EXERCISE OBJECTIVE
Every record here should be printed again exactly.

TASK INPUTS
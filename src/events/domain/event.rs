//! Domain events and their payloads.

use crate::identity::domain::UserId;
use crate::task::domain::{CommentId, Priority, TaskId, TaskStatus};
use serde::{Deserialize, Serialize};
use std::fmt;
use thiserror::Error;

/// Payload of [`DomainEvent::TaskCreated`].
#[derive(Debug, Clone, PartialEq, Eq, Serialize, Deserialize)]
#[serde(rename_all = "camelCase")]
pub struct TaskCreated {
    /// Created task.
    pub task_id: TaskId,
    /// Task title.
    pub title: String,
    /// Creating administrator.
    pub created_by: UserId,
    /// Initial priority.
    pub priority: Priority,
}

/// Payload of [`DomainEvent::TaskUpdated`].
#[derive(Debug, Clone, PartialEq, Eq, Serialize, Deserialize)]
#[serde(rename_all = "camelCase")]
pub struct TaskUpdated {
    /// Updated task.
    pub task_id: TaskId,
    /// Title after the update.
    pub title: String,
    /// Updating administrator.
    pub updated_by: UserId,
    /// Names of the fields the patch set.
    pub changed_fields: Vec<String>,
}

/// Payload of [`DomainEvent::TaskStatusUpdated`].
#[derive(Debug, Clone, PartialEq, Eq, Serialize, Deserialize)]
#[serde(rename_all = "camelCase")]
pub struct TaskStatusUpdated {
    /// Updated task.
    pub task_id: TaskId,
    /// Task title.
    pub task_title: String,
    /// Status before the update.
    pub previous_status: TaskStatus,
    /// Status after the update.
    pub new_status: TaskStatus,
    /// Actor who changed the status.
    pub updated_by: UserId,
}

/// Payload of [`DomainEvent::TaskAssigned`].
#[derive(Debug, Clone, PartialEq, Eq, Serialize, Deserialize)]
#[serde(rename_all = "camelCase")]
pub struct TaskAssigned {
    /// Assigned task.
    pub task_id: TaskId,
    /// Task title.
    pub task_title: String,
    /// New assignee.
    pub assigned_to: UserId,
    /// Assigning administrator.
    pub assigned_by: UserId,
    /// Task priority.
    pub priority: Priority,
}

/// Payload of [`DomainEvent::TaskClosed`].
#[derive(Debug, Clone, PartialEq, Eq, Serialize, Deserialize)]
#[serde(rename_all = "camelCase")]
pub struct TaskClosed {
    /// Closed task.
    pub task_id: TaskId,
    /// Task title.
    pub task_title: String,
    /// Closing administrator.
    pub closed_by: UserId,
    /// Status the task held when it was closed.
    pub final_status: TaskStatus,
}

/// Payload of [`DomainEvent::CommentAdded`].
#[derive(Debug, Clone, PartialEq, Eq, Serialize, Deserialize)]
#[serde(rename_all = "camelCase")]
pub struct CommentAdded {
    /// Commented task.
    pub task_id: TaskId,
    /// New comment.
    pub comment_id: CommentId,
    /// Comment author.
    pub author_id: UserId,
    /// Mentioned users.
    #[serde(default)]
    pub mentions: Vec<UserId>,
}

/// Payload of [`DomainEvent::TaskUpdatedFromExternalTrigger`].
#[derive(Debug, Clone, PartialEq, Eq, Serialize, Deserialize)]
#[serde(rename_all = "camelCase")]
pub struct TaskUpdatedFromExternalTrigger {
    /// Updated task.
    pub task_id: TaskId,
    /// Repository activity, for example `push` or `opened`.
    pub action: String,
    /// Pull request number, if the activity was a pull request.
    #[serde(default, skip_serializing_if = "Option::is_none")]
    pub pr_number: Option<u64>,
    /// Pull request URL, if the activity was a pull request.
    #[serde(default, skip_serializing_if = "Option::is_none")]
    pub pr_url: Option<String>,
    /// Commit hash, if the activity was a push.
    #[serde(default, skip_serializing_if = "Option::is_none")]
    pub commit_sha: Option<String>,
}

/// Payload of [`DomainEvent::TaskPrApproved`].
#[derive(Debug, Clone, PartialEq, Eq, Serialize, Deserialize)]
#[serde(rename_all = "camelCase")]
pub struct TaskPrApproved {
    /// Referenced task.
    pub task_id: TaskId,
    /// Approved pull request.
    pub pr_number: u64,
    /// Approving reviewer login.
    pub reviewer: String,
}

/// Event emitted after a committed mutation.
///
/// Serialized adjacently tagged: `{"detailType": "...", "detail": {...}}`.
#[derive(Debug, Clone, PartialEq, Eq, Serialize, Deserialize)]
#[serde(tag = "detailType", content = "detail")]
pub enum DomainEvent {
    /// A task was created.
    TaskCreated(TaskCreated),
    /// Task metadata changed.
    TaskUpdated(TaskUpdated),
    /// Task status changed.
    TaskStatusUpdated(TaskStatusUpdated),
    /// A user was assigned to a task.
    TaskAssigned(TaskAssigned),
    /// A task was closed.
    TaskClosed(TaskClosed),
    /// A comment was added.
    CommentAdded(CommentAdded),
    /// Repository activity updated a task.
    TaskUpdatedFromExternalTrigger(TaskUpdatedFromExternalTrigger),
    /// A pull request referencing a task was approved.
    #[serde(rename = "TaskPRApproved")]
    TaskPrApproved(TaskPrApproved),
}

/// Error returned when an event payload is incomplete.
#[derive(Debug, Clone, Error, PartialEq, Eq)]
#[error("{event} event has an empty {field}")]
pub struct EventValidationError {
    /// Event type.
    pub event: &'static str,
    /// Offending field.
    pub field: &'static str,
}

impl DomainEvent {
    /// Returns the event type name used on the bus.
    #[must_use]
    pub const fn detail_type(&self) -> &'static str {
        match self {
            Self::TaskCreated(_) => "TaskCreated",
            Self::TaskUpdated(_) => "TaskUpdated",
            Self::TaskStatusUpdated(_) => "TaskStatusUpdated",
            Self::TaskAssigned(_) => "TaskAssigned",
            Self::TaskClosed(_) => "TaskClosed",
            Self::CommentAdded(_) => "CommentAdded",
            Self::TaskUpdatedFromExternalTrigger(_) => "TaskUpdatedFromExternalTrigger",
            Self::TaskPrApproved(_) => "TaskPRApproved",
        }
    }

    /// Returns the task the event concerns.
    #[must_use]
    pub const fn task_id(&self) -> &TaskId {
        match self {
            Self::TaskCreated(payload) => &payload.task_id,
            Self::TaskUpdated(payload) => &payload.task_id,
            Self::TaskStatusUpdated(payload) => &payload.task_id,
            Self::TaskAssigned(payload) => &payload.task_id,
            Self::TaskClosed(payload) => &payload.task_id,
            Self::CommentAdded(payload) => &payload.task_id,
            Self::TaskUpdatedFromExternalTrigger(payload) => &payload.task_id,
            Self::TaskPrApproved(payload) => &payload.task_id,
        }
    }

    /// Checks that required text fields are non-empty.
    ///
    /// Identifiers are validated by their constructors; this covers the
    /// free-text fields.
    ///
    /// # Errors
    ///
    /// Returns [`EventValidationError`] naming the first empty field.
    pub fn validate(&self) -> Result<(), EventValidationError> {
        let required: &[(&'static str, &str)] = match self {
            Self::TaskCreated(payload) => &[("title", payload.title.as_str())],
            Self::TaskUpdated(payload) => &[("title", payload.title.as_str())],
            Self::TaskStatusUpdated(payload) => &[("taskTitle", payload.task_title.as_str())],
            Self::TaskAssigned(payload) => &[("taskTitle", payload.task_title.as_str())],
            Self::TaskClosed(payload) => &[("taskTitle", payload.task_title.as_str())],
            Self::CommentAdded(_) => &[],
            Self::TaskUpdatedFromExternalTrigger(payload) => &[("action", payload.action.as_str())],
            Self::TaskPrApproved(payload) => &[("reviewer", payload.reviewer.as_str())],
        };
        match required.iter().find(|(_, value)| value.trim().is_empty()) {
            Some((field, _)) => Err(EventValidationError {
                event: self.detail_type(),
                field,
            }),
            None => Ok(()),
        }
    }
}

impl fmt::Display for DomainEvent {
    fn fmt(&self, f: &mut fmt::Formatter<'_>) -> fmt::Result {
        write!(f, "{}({})", self.detail_type(), self.task_id())
    }
}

FINISHED EXERCISE
filename src/events/domain/event.rs
//! Domain events and their payloads.

use crate::identity::domain::UserId;
use crate::task::domain::{CommentId, Priority, TaskId, TaskStatus};
use serde::{Deserialize, Serialize};
use std::fmt;
use thiserror::Error;

/// Payload of [`DomainEvent::TaskCreated`].
#[derive(Debug, Clone, PartialEq, Eq, Serialize, Deserialize)]
#[serde(rename_all = "camelCase")]
pub struct TaskCreated {
    /// Created task.
    pub task_id: TaskId,
    /// Task title.
    pub title: String,
    /// Creating administrator.
    pub created_by: UserId,
    /// Initial priority.
    pub priority: Priority,
}

/// Payload of [`DomainEvent::TaskUpdated`].
#[derive(Debug, Clone, PartialEq, Eq, Serialize, Deserialize)]
#[serde(rename_all = "camelCase")]
pub struct TaskUpdated {
    /// Updated task.
    pub task_id: TaskId,
    /// Title after the update.
    pub title: String,
    /// Updating administrator.
    pub updated_by: UserId,
    /// Names of the fields the patch set.
    pub changed_fields: Vec<String>,
}

/// Payload of [`DomainEvent::TaskStatusUpdated`].
#[derive(Debug, Clone, PartialEq, Eq, Serialize, Deserialize)]
#[serde(rename_all = "camelCase")]
pub struct TaskStatusUpdated {
    /// Updated task.
    pub task_id: TaskId,
    /// Task title.
    pub task_title: String,
    /// Status before the update.
    pub previous_status: TaskStatus,
    /// Status after the update.
    pub new_status: TaskStatus,
    /// Actor who changed the status.
    pub updated_by: UserId,
}

/// Payload of [`DomainEvent::TaskAssigned`].
#[derive(Debug, Clone, PartialEq, Eq, Serialize, Deserialize)]
#[serde(rename_all = "camelCase")]
pub struct TaskAssigned {
    /// Assigned task.
    pub task_id: TaskId,
    /// Task title.
    pub task_title: String,
    /// New assignee.
    pub assigned_to: UserId,
    /// Assigning administrator.
    pub assigned_by: UserId,
    /// Task priority.
    pub priority: Priority,
}

/// Payload of [`DomainEvent::TaskClosed`].
#[derive(Debug, Clone, PartialEq, Eq, Serialize, Deserialize)]
#[serde(rename_all = "camelCase")]
pub struct TaskClosed {
    /// Closed task.
    pub task_id: TaskId,
    /// Task title.
    pub task_title: String,
    /// Closing administrator.
    pub closed_by: UserId,
    /// Status the task held when it was closed.
    pub final_status: TaskStatus,
}

/// Payload of [`DomainEvent::CommentAdded`].
#[derive(Debug, Clone, PartialEq, Eq, Serialize, Deserialize)]
#[serde(rename_all = "camelCase")]
pub struct CommentAdded {
    /// Commented task.
    pub task_id: TaskId,
    /// New comment.
    pub comment_id: CommentId,
    /// Comment author.
    pub author_id: UserId,
    /// Mentioned users.
    #[serde(default)]
    pub mentions: Vec<UserId>,
}

/// Payload of [`DomainEvent::TaskUpdatedFromExternalTrigger`].
#[derive(Debug, Clone, PartialEq, Eq, Serialize, Deserialize)]
#[serde(rename_all = "camelCase")]
pub struct TaskUpdatedFromExternalTrigger {
    /// Updated task.
    pub task_id: TaskId,
    /// Repository activity, for example `push` or `opened`.
    pub action: String,
    /// Pull request number, if the activity was a pull request.
    #[serde(default, skip_serializing_if = "Option::is_none")]
    pub pr_number: Option<u64>,
    /// Pull request URL, if the activity was a pull request.
    #[serde(default, skip_serializing_if = "Option::is_none")]
    pub pr_url: Option<String>,
    /// Commit hash, if the activity was a push.
    #[serde(default, skip_serializing_if = "Option::is_none")]
    pub commit_sha: Option<String>,
}

/// Payload of [`DomainEvent::TaskPrApproved`].
#[derive(Debug, Clone, PartialEq, Eq, Serialize, Deserialize)]
#[serde(rename_all = "camelCase")]
pub struct TaskPrApproved {
    /// Referenced task.
    pub task_id: TaskId,
    /// Approved pull request.
    pub pr_number: u64,
    /// Approving reviewer login.
    pub reviewer: String,
}

/// Event emitted after a committed mutation.
///
/// Serialized adjacently tagged: `{"detailType": "...", "detail": {...}}`.
#[derive(Debug, Clone, PartialEq, Eq, Serialize, Deserialize)]
#[serde(tag = "detailType", content = "detail")]
pub enum DomainEvent {
    /// A task was created.
    TaskCreated(TaskCreated),
    /// Task metadata changed.
    TaskUpdated(TaskUpdated),
    /// Task status changed.
    TaskStatusUpdated(TaskStatusUpdated),
    /// A user was assigned to a task.
    TaskAssigned(TaskAssigned),
    /// A task was closed.
    TaskClosed(TaskClosed),
    /// A comment was added.
    CommentAdded(CommentAdded),
    /// Repository activity updated a task.
    TaskUpdatedFromExternalTrigger(TaskUpdatedFromExternalTrigger),
    /// A pull request referencing a task was approved.
    #[serde(rename = "TaskPRApproved")]
    TaskPrApproved(TaskPrApproved),
}

/// Error returned when an event payload is incomplete.
#[derive(Debug, Clone, Error, PartialEq, Eq)]
#[error("{event} event has an empty {field}")]
pub struct EventValidationError {
    /// Event type.
    pub event: &'static str,
    /// Offending field.
    pub field: &'static str,
}

impl DomainEvent {
    /// Returns the event type name used on the bus.
    #[must_use]
    pub const fn detail_type(&self) -> &'static str {
        match self {
            Self::TaskCreated(_) => "TaskCreated",
            Self::TaskUpdated(_) => "TaskUpdated",
            Self::TaskStatusUpdated(_) => "TaskStatusUpdated",
            Self::TaskAssigned(_) => "TaskAssigned",
            Self::TaskClosed(_) => "TaskClosed",
            Self::CommentAdded(_) => "CommentAdded",
            Self::TaskUpdatedFromExternalTrigger(_) => "TaskUpdatedFromExternalTrigger",
            Self::TaskPrApproved(_) => "TaskPRApproved",
        }
    }

    /// Returns the task the event concerns.
    #[must_use]
    pub const fn task_id(&self) -> &TaskId {
        match self {
            Self::TaskCreated(payload) => &payload.task_id,
            Self::TaskUpdated(payload) => &payload.task_id,
            Self::TaskStatusUpdated(payload) => &payload.task_id,
            Self::TaskAssigned(payload) => &payload.task_id,
            Self::TaskClosed(payload) => &payload.task_id,
            Self::CommentAdded(payload) => &payload.task_id,
            Self::TaskUpdatedFromExternalTrigger(payload) => &payload.task_id,
            Self::TaskPrApproved(payload) => &payload.task_id,
        }
    }

    /// Checks that required text fields are non-empty.
    ///
    /// Identifiers are validated by their constructors; this covers the
    /// free-text fields.
    ///
    /// # Errors
    ///
    /// Returns [`EventValidationError`] naming the first empty field.
    pub fn validate(&self) -> Result<(), EventValidationError> {
        let required: &[(&'static str, &str)] = match self {
            Self::TaskCreated(payload) => &[("title", payload.title.as_str())],
            Self::TaskUpdated(payload) => &[("title", payload.title.as_str())],
            Self::TaskStatusUpdated(payload) => &[("taskTitle", payload.task_title.as_str())],
            Self::TaskAssigned(payload) => &[("taskTitle", payload.task_title.as_str())],
            Self::TaskClosed(payload) => &[("taskTitle", payload.task_title.as_str())],
            Self::CommentAdded(_) => &[],
            Self::TaskUpdatedFromExternalTrigger(payload) => &[("action", payload.action.as_str())],
            Self::TaskPrApproved(payload) => &[("reviewer", payload.reviewer.as_str())],
        };
        match required.iter().find(|(_, value)| value.trim().is_empty()) {
            Some((field, _)) => Err(EventValidationError {
                event: self.detail_type(),
                field,
            }),
            None => Ok(()),
        }
    }
}

impl fmt::Display for DomainEvent {
    fn fmt(&self, f: &mut fmt::Formatter<'_>) -> fmt::Result {
        write!(f, "{}({})", self.detail_type(), self.task_id())
    }
}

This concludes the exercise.